An experience of powerlessness can have a lasting effect. The years the Israelites spent as slaves in Egypt left them with a sense of reproach or disgrace. The Hebrew word translated reproach in Joshua 5:9, cherpâh (kher – paw′) is derived from the word châraph (khaw – raf′) which means “to pull off, to expose (as by stripping)” (2778).
There are several aspects of being raped that can leave the victim with a sense of shame or disgrace, but the one thing that makes the victim feel powerless more than anything else is being forced to take her clothes off. A sense of reproach or shame is being forced upon her so that the perpetrator can feel in control and dominant in the situation.

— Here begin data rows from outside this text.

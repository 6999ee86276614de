//! Extraction configuration for registry result pages
//!
//! Centralized selectors and trigger phrases. Every list is ordered: earlier
//! entries are more precise and are tried first.

use serde::{Deserialize, Serialize};

use crate::domain::record::labels;

/// Main extraction configuration
#[derive(Debug, Clone, Default, PartialEq, Eq, Serialize, Deserialize)]
#[serde(default)]
pub struct ExtractionConfig {
    pub selectors: ExtractionSelectors,
    pub phrases: RegistryPhrases,
}

/// CSS selectors used by the extraction stages
#[derive(Debug, Clone, PartialEq, Eq, Serialize, Deserialize)]
#[serde(default)]
pub struct ExtractionSelectors {
    /// Alert/warning blocks that may carry a "nothing found" notice
    pub alert_block: Vec<String>,

    /// Results table
    pub results_table: String,

    pub table_row: String,

    pub table_cell: String,

    /// Link wrapping the organization name inside the first cell
    pub name_link: String,

    /// Fallback locators for the organization name, most precise first
    pub name_fallbacks: Vec<String>,

    /// Blocks that may hold "ИНН: ..." / "ОГРН: ..." details
    pub detail_block: String,
}

impl Default for ExtractionSelectors {
    fn default() -> Self {
        Self {
            alert_block: vec![
                "div[class*='alert']".to_string(),
                "div[class*='Alert']".to_string(),
                "div[class*='warning']".to_string(),
                "div[class*='Warning']".to_string(),
            ],
            results_table: "table".to_string(),
            table_row: "tr".to_string(),
            table_cell: "td, th".to_string(),
            name_link: "a".to_string(),
            name_fallbacks: vec![
                "a[href*='view']".to_string(),
                ".organization-name".to_string(),
                ".company-name".to_string(),
                "td:first-child a".to_string(),
            ],
            detail_block: "div".to_string(),
        }
    }
}

/// Trigger phrases and text patterns of the registry page
#[derive(Debug, Clone, PartialEq, Eq, Serialize, Deserialize)]
#[serde(default)]
pub struct RegistryPhrases {
    /// Words inside an alert block that mean "no result"
    pub alert_not_found_words: Vec<String>,

    /// Greeting that opens the registry's "nothing found" banner
    pub dear_user: String,

    /// Wording inside the banner that confirms the empty result
    pub nothing_found: String,

    /// Result counter; a captured zero means "no result"
    pub found_count_pattern: String,

    /// Category phrases recognized in free text, in priority order
    pub category_keywords: Vec<String>,

    /// Script variable that marks a rendered category
    pub category_marker: String,

    /// Categories accepted when the marker is present
    pub marker_categories: Vec<String>,

    pub row_identifier_pattern: String,
    pub row_registration_pattern: String,
    pub detail_identifier_pattern: String,
    pub detail_registration_pattern: String,

    /// Shape of a registry date inside free text
    pub date_pattern: String,

    /// "excluded on <date>" variants; group 1 is the date
    pub exclusion_patterns: Vec<String>,

    /// Cell texts meaning "no value"
    pub placeholder_dashes: Vec<String>,
}

impl Default for RegistryPhrases {
    fn default() -> Self {
        Self {
            alert_not_found_words: vec![
                "не найдено".to_string(),
                "не найден".to_string(),
                "отсутствует".to_string(),
            ],
            dear_user: "Уважаемый пользователь".to_string(),
            nothing_found: "не найдено сведений".to_string(),
            found_count_pattern: r"Найдено записей:\s*(\d+)".to_string(),
            category_keywords: vec![
                labels::MICRO.to_string(),
                labels::SMALL.to_string(),
                labels::MEDIUM.to_string(),
            ],
            category_marker: "RSMP_CATEGORY".to_string(),
            marker_categories: vec![
                labels::MICRO.to_string(),
                labels::SMALL.to_string(),
                labels::MEDIUM.to_string(),
                labels::NOT_QUALIFYING.to_string(),
            ],
            row_identifier_pattern: r"ИНН[:\s]*(\d{10,12})".to_string(),
            row_registration_pattern: r"ОГРН[:\s]*(\d{13,15})".to_string(),
            detail_identifier_pattern: r"ИНН:\s*(\d{10,12})".to_string(),
            detail_registration_pattern: r"ОГРН:\s*(\d{13,15})".to_string(),
            date_pattern: r"\d{2}\.\d{2}\.\d{4}".to_string(),
            exclusion_patterns: vec![
                r"(?i)дата\s+исключения\s+из\s+реестра[:\s]*(\d{2}\.\d{2}\.\d{4})".to_string(),
                r"(?i)дата\s+исключения[:\s]*(\d{2}\.\d{2}\.\d{4})".to_string(),
                r"(?i)исключен[аоы]?\s+из\s+реестра[:\s]*(\d{2}\.\d{2}\.\d{4})".to_string(),
                r"(?i)исключен[аоы]?[:\s]+(\d{2}\.\d{2}\.\d{4})".to_string(),
                r"(?i)удален[аоы]?(?:\s+из\s+реестра)?[:\s]+(\d{2}\.\d{2}\.\d{4})".to_string(),
            ],
            placeholder_dashes: vec!["-".to_string(), "—".to_string(), "–".to_string()],
        }
    }
}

I think it’s interesting that when God addresses the Israelites’ reproach, he says, “This day have I rolled away the reproach of Egypt from off you” (Joshua 5:9). It almost sounds like the reproach is a large stone that has been attached to the Israelites’ backs. The mental image of rolling something off of them definitely gives the impression of a weight or burden being removed and freedom of movement being restored.
One of Jesus’ well know miracles is raising Lazarus from the dead. In the account recorded in John chapter 11, Jesus says to Martha, Lazarus’ sister, ” I am the resurrection, and the life: he that believeth in me, though he were dead, yet shall he live” (John 11:25). Before he restores Lazarus’ life, Jesus commands that the stone covering the tomb be moved out of the way. Since Jesus was able to raise Lazarus from the dead, he could have brought his body out of the grave without the stone being moved, but the point I think Jesus was trying to make was that the grave would have to be spoiled for Lazarus to be truly free from the power the grave had over his body.

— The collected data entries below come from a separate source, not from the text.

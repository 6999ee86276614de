//! Logging system configuration and initialization
//!
//! - Console and optional file output
//! - Configuration based level control, `RUST_LOG` overrides
//! - Structured JSON file logs (optional)
//! - Moscow time (UTC+3) timestamps, matching the registry's clock
//! - Previous log file rotated by timestamp on startup

#![allow(clippy::uninlined_format_args)]

use anyhow::{Context, Result, anyhow};
use chrono::{DateTime, FixedOffset, Offset, Utc};
use lazy_static::lazy_static;
use std::path::{Path, PathBuf};
use std::sync::Mutex;
use tracing::{info, warn};
use tracing_appender::{non_blocking, rolling};
use tracing_subscriber::{
    EnvFilter, Registry,
    fmt::{self, time::FormatTime},
    layer::SubscriberExt,
    util::SubscriberInitExt,
};

pub use crate::infrastructure::config::LoggingConfig;

const MSK_OFFSET_SECONDS: i32 = 3 * 3600;

/// Targets kept quiet unless trace level is requested
const NOISY_TARGETS: [(&str, &str); 5] = [
    ("headless_chrome", "warn"),
    ("tungstenite", "warn"),
    ("reqwest", "info"),
    ("hyper", "warn"),
    ("h2", "warn"),
];

// Global guard to keep the log file writer alive
lazy_static! {
    static ref LOG_GUARDS: Mutex<Vec<tracing_appender::non_blocking::WorkerGuard>> =
        Mutex::new(Vec::new());
}

fn msk_offset() -> FixedOffset {
    FixedOffset::east_opt(MSK_OFFSET_SECONDS).unwrap_or(Utc.fix())
}

fn to_msk(time: DateTime<Utc>) -> DateTime<FixedOffset> {
    time.with_timezone(&msk_offset())
}

/// Timestamp formatter for Moscow time (UTC+3)
struct MskTimeFormatter;

impl FormatTime for MskTimeFormatter {
    fn format_time(&self, w: &mut fmt::format::Writer<'_>) -> std::fmt::Result {
        write!(w, "{}", to_msk(Utc::now()).format("%Y-%m-%d %H:%M:%S%.3f %:z"))
    }
}

/// Log directory: configured, else `logs/` next to the executable
pub fn get_log_directory(config: &LoggingConfig) -> PathBuf {
    if let Some(dir) = &config.directory {
        return dir.clone();
    }

    std::env::current_exe()
        .ok()
        .and_then(|p| p.parent().map(Path::to_path_buf))
        .or_else(|| std::env::current_dir().ok())
        .unwrap_or_default()
        .join("logs")
}

fn build_env_filter(config: &LoggingConfig) -> Result<EnvFilter> {
    match EnvFilter::try_from_default_env() {
        Ok(filter) => Ok(filter),
        Err(_) => configured_filter(config),
    }
}

/// Filter from the configured level; noisy targets stay quiet below trace
fn configured_filter(config: &LoggingConfig) -> Result<EnvFilter> {
    let mut filter = EnvFilter::try_new(&config.level)
        .with_context(|| format!("Invalid log level '{}'", config.level))?;

    if !config.level.to_lowercase().contains("trace") {
        for (target, level) in NOISY_TARGETS {
            filter = filter.add_directive(format!("{target}={level}").parse()?);
        }
    }

    for (target, level) in &config.module_filters {
        filter = filter.add_directive(
            format!("{target}={level}")
                .parse()
                .with_context(|| format!("Invalid module filter {}={}", target, level))?,
        );
    }

    Ok(filter)
}

/// Initialize logging with custom configuration
///
/// `RUST_LOG` replaces the configured filter entirely:
/// ```bash
/// RUST_LOG="debug,headless_chrome=debug" rmsp-lookup input.xlsx
/// ```
pub fn init_logging_with_config(config: LoggingConfig) -> Result<()> {
    let env_filter = build_env_filter(&config)?;
    let registry = Registry::default().with(env_filter);

    let console_layer = config.console_output.then(|| {
        fmt::Layer::new()
            .with_writer(std::io::stderr)
            .with_timer(MskTimeFormatter)
            .with_target(false)
    });

    let log_dir = get_log_directory(&config);

    match (config.file_output, config.json_format) {
        (false, _) => {
            if console_layer.is_none() {
                return Err(anyhow!("No logging output configured"));
            }
            registry.with(console_layer).try_init()?;
        }
        (true, json) => {
            std::fs::create_dir_all(&log_dir)
                .with_context(|| format!("Failed to create log directory {:?}", log_dir))?;
            rotate_existing_log_file(&log_dir, &config.file_name)?;
            if config.auto_cleanup_logs {
                cleanup_old_logs(&log_dir, &config)?;
            }

            let file_appender = rolling::never(&log_dir, &config.file_name);
            let (file_writer, file_guard) = non_blocking(file_appender);
            LOG_GUARDS
                .lock()
                .map_err(|_| anyhow!("Log guard registry poisoned"))?
                .push(file_guard);

            if json {
                let file_layer = fmt::Layer::new()
                    .json()
                    .with_writer(file_writer)
                    .with_timer(MskTimeFormatter)
                    .with_target(true)
                    .with_file(true)
                    .with_line_number(true)
                    .with_ansi(false);
                registry.with(console_layer).with(file_layer).try_init()?;
            } else {
                let file_layer = fmt::Layer::new()
                    .with_writer(file_writer)
                    .with_timer(MskTimeFormatter)
                    .with_target(false)
                    .with_ansi(false);
                registry.with(console_layer).with(file_layer).try_init()?;
            }
        }
    }

    info!("Logging initialized (level: {})", config.level);
    if config.file_output {
        info!("Log file: {:?}", log_dir.join(&config.file_name));
    }
    Ok(())
}

/// Rename an existing log file to `<stem>.<timestamp>.log`
fn rotate_existing_log_file(log_dir: &Path, log_file_name: &str) -> Result<()> {
    let log_file_path = log_dir.join(log_file_name);
    if !log_file_path.exists() {
        return Ok(());
    }

    let metadata = std::fs::metadata(&log_file_path)
        .with_context(|| format!("Failed to get log file metadata: {:?}", log_file_path))?;
    let file_time = metadata
        .created()
        .or_else(|_| metadata.modified())
        .unwrap_or_else(|_| std::time::SystemTime::now());

    let timestamped_path = log_dir.join(rotated_name(log_file_name, to_msk(file_time.into())));
    std::fs::rename(&log_file_path, &timestamped_path).with_context(|| {
        format!(
            "Failed to rotate log file {} to {}",
            log_file_path.display(),
            timestamped_path.display()
        )
    })?;

    Ok(())
}

fn rotated_name(log_file_name: &str, time: DateTime<FixedOffset>) -> String {
    let stem = log_file_name.trim_end_matches(".log");
    format!("{}.{}.log", stem, time.format("%Y%m%dT%H%M%S"))
}

/// Remove old log files beyond `max_files` (or all but the newest)
fn cleanup_old_logs(log_dir: &Path, config: &LoggingConfig) -> Result<usize> {
    let mut log_files = Vec::new();
    for entry in std::fs::read_dir(log_dir)? {
        let entry = entry?;
        let path = entry.path();
        let is_log = path.extension().is_some_and(|ext| ext == "log");
        if !path.is_file() || !is_log {
            continue;
        }
        if let Ok(modified) = entry.metadata().and_then(|m| m.modified()) {
            log_files.push((path, modified));
        }
    }

    // Newest first
    log_files.sort_by(|a, b| b.1.cmp(&a.1));

    let keep = if config.keep_only_latest {
        1
    } else {
        config.max_files as usize
    };

    let mut removed = 0;
    for (path, _) in log_files.iter().skip(keep) {
        if let Err(e) = std::fs::remove_file(path) {
            warn!("Failed to remove old log file {:?}: {}", path, e);
        } else {
            removed += 1;
        }
    }
    Ok(removed)
}

#[cfg(test)]
mod tests {
    use super::*;
    use chrono::TimeZone;

    #[test]
    fn configured_directory_wins() {
        let config = LoggingConfig {
            directory: Some(PathBuf::from("/tmp/rmsp-logs")),
            ..LoggingConfig::default()
        };
        assert_eq!(get_log_directory(&config), PathBuf::from("/tmp/rmsp-logs"));
        assert!(get_log_directory(&LoggingConfig::default()).ends_with("logs"));
    }

    #[test]
    fn trace_level_lets_noisy_targets_through() {
        let trace = LoggingConfig {
            level: "trace".to_string(),
            ..LoggingConfig::default()
        };
        let directives = configured_filter(&trace).unwrap().to_string();
        assert!(!directives.contains("headless_chrome"));
        assert!(!directives.contains("hyper"));

        let info = configured_filter(&LoggingConfig::default()).unwrap().to_string();
        assert!(info.contains("headless_chrome=warn"));
    }

    #[test]
    fn explicit_module_filters_apply_at_any_level() {
        let config = LoggingConfig {
            level: "trace".to_string(),
            module_filters: [("headless_chrome".to_string(), "error".to_string())].into(),
            ..LoggingConfig::default()
        };
        let directives = configured_filter(&config).unwrap().to_string();
        assert!(directives.contains("headless_chrome=error"));
    }

    #[test]
    fn timestamps_are_moscow_time() {
        let utc = Utc.with_ymd_and_hms(2024, 3, 1, 21, 30, 0).unwrap();
        assert_eq!(to_msk(utc).format("%Y-%m-%d %H:%M").to_string(), "2024-03-02 00:30");
    }

    #[test]
    fn rotation_appends_timestamp() {
        let utc = Utc.with_ymd_and_hms(2024, 3, 1, 9, 0, 0).unwrap();
        assert_eq!(
            rotated_name("rmsp-lookup.log", to_msk(utc)),
            "rmsp-lookup.20240301T120000.log"
        );
    }

    #[test]
    fn cleanup_keeps_newest_files() {
        let dir = tempfile::tempdir().unwrap();
        for name in ["a.log", "b.log", "c.log", "notes.txt"] {
            std::fs::write(dir.path().join(name), "x").unwrap();
        }
        let config = LoggingConfig {
            max_files: 2,
            ..LoggingConfig::default()
        };
        assert_eq!(cleanup_old_logs(dir.path(), &config).unwrap(), 1);
        assert!(dir.path().join("notes.txt").exists());
    }

    #[test]
    fn rotation_moves_existing_file_aside() {
        let dir = tempfile::tempdir().unwrap();
        std::fs::write(dir.path().join("rmsp-lookup.log"), "old run").unwrap();
        rotate_existing_log_file(dir.path(), "rmsp-lookup.log").unwrap();
        assert!(!dir.path().join("rmsp-lookup.log").exists());
        assert_eq!(std::fs::read_dir(dir.path()).unwrap().count(), 1);
    }
}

The desire I had that caused me to attempt suicide did not go away because I survived. A few weeks later when I was examined by a psychologist, I was asked if I thought I would try again. I answered yes. Many years later I was put on suicide watch by my doctor after finding out that my husband was having an affair. It wasn’t until I made a conscious decision a few years ago to abstain from all sexual activity that I was finally set free from the reproach that I had been carrying with me since I was raped at the age of 14.